#### [What you will do]
Please copy out each line of the entries in which "bool" appears.
((
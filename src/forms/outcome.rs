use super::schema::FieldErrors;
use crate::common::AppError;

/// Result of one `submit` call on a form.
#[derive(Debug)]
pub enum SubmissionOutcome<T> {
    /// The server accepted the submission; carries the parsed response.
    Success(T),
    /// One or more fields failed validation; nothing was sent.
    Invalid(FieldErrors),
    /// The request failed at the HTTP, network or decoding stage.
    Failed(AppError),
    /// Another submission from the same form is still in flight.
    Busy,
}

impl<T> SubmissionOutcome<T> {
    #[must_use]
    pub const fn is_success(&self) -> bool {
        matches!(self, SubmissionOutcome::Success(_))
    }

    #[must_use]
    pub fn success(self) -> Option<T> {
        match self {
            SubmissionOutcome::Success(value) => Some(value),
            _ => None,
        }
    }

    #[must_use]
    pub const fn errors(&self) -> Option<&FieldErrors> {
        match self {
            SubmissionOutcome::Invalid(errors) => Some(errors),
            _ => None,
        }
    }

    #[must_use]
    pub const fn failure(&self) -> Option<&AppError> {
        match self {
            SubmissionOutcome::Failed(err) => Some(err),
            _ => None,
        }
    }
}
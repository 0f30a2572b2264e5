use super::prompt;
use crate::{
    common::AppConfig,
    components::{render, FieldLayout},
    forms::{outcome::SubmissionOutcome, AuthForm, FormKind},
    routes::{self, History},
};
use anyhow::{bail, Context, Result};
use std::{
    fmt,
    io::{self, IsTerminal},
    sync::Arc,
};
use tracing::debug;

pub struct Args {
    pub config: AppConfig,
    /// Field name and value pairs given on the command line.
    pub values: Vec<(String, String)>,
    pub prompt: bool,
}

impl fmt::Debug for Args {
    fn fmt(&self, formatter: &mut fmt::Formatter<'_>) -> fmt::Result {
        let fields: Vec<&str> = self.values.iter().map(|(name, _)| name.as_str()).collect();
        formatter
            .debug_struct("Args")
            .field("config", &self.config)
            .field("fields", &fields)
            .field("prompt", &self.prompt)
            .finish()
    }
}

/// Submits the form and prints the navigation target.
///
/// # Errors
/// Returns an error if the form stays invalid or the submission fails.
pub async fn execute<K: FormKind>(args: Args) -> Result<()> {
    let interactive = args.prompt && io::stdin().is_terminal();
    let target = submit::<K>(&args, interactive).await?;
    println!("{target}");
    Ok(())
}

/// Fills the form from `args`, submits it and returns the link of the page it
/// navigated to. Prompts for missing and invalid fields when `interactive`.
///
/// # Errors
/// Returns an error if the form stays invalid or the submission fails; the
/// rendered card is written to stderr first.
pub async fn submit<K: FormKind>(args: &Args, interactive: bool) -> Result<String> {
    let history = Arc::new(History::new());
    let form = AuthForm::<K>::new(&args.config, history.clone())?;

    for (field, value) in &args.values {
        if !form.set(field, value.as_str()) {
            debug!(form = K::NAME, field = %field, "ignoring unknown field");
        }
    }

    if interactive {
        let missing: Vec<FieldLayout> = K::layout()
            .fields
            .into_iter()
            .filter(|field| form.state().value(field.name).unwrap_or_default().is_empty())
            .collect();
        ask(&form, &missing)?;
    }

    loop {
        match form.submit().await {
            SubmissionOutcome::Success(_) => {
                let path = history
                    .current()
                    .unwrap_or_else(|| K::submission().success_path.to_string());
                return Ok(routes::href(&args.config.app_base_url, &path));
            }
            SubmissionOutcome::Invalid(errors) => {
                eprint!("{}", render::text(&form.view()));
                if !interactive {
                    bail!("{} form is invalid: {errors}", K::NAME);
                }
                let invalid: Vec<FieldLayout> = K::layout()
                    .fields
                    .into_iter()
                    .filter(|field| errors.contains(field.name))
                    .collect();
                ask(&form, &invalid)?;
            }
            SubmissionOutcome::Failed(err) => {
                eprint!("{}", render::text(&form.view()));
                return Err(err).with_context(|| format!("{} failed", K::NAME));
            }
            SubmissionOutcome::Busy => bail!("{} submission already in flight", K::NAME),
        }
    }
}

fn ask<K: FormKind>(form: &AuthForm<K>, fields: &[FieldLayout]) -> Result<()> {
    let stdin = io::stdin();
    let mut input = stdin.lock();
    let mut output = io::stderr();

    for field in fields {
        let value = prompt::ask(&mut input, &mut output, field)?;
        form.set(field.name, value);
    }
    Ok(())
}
))
#### [Solution]
    pub const fn is_success(&self) -> bool {
    pub prompt: bool,
pub async fn submit<K: FormKind>(args: &Args, interactive: bool) -> Result<String> {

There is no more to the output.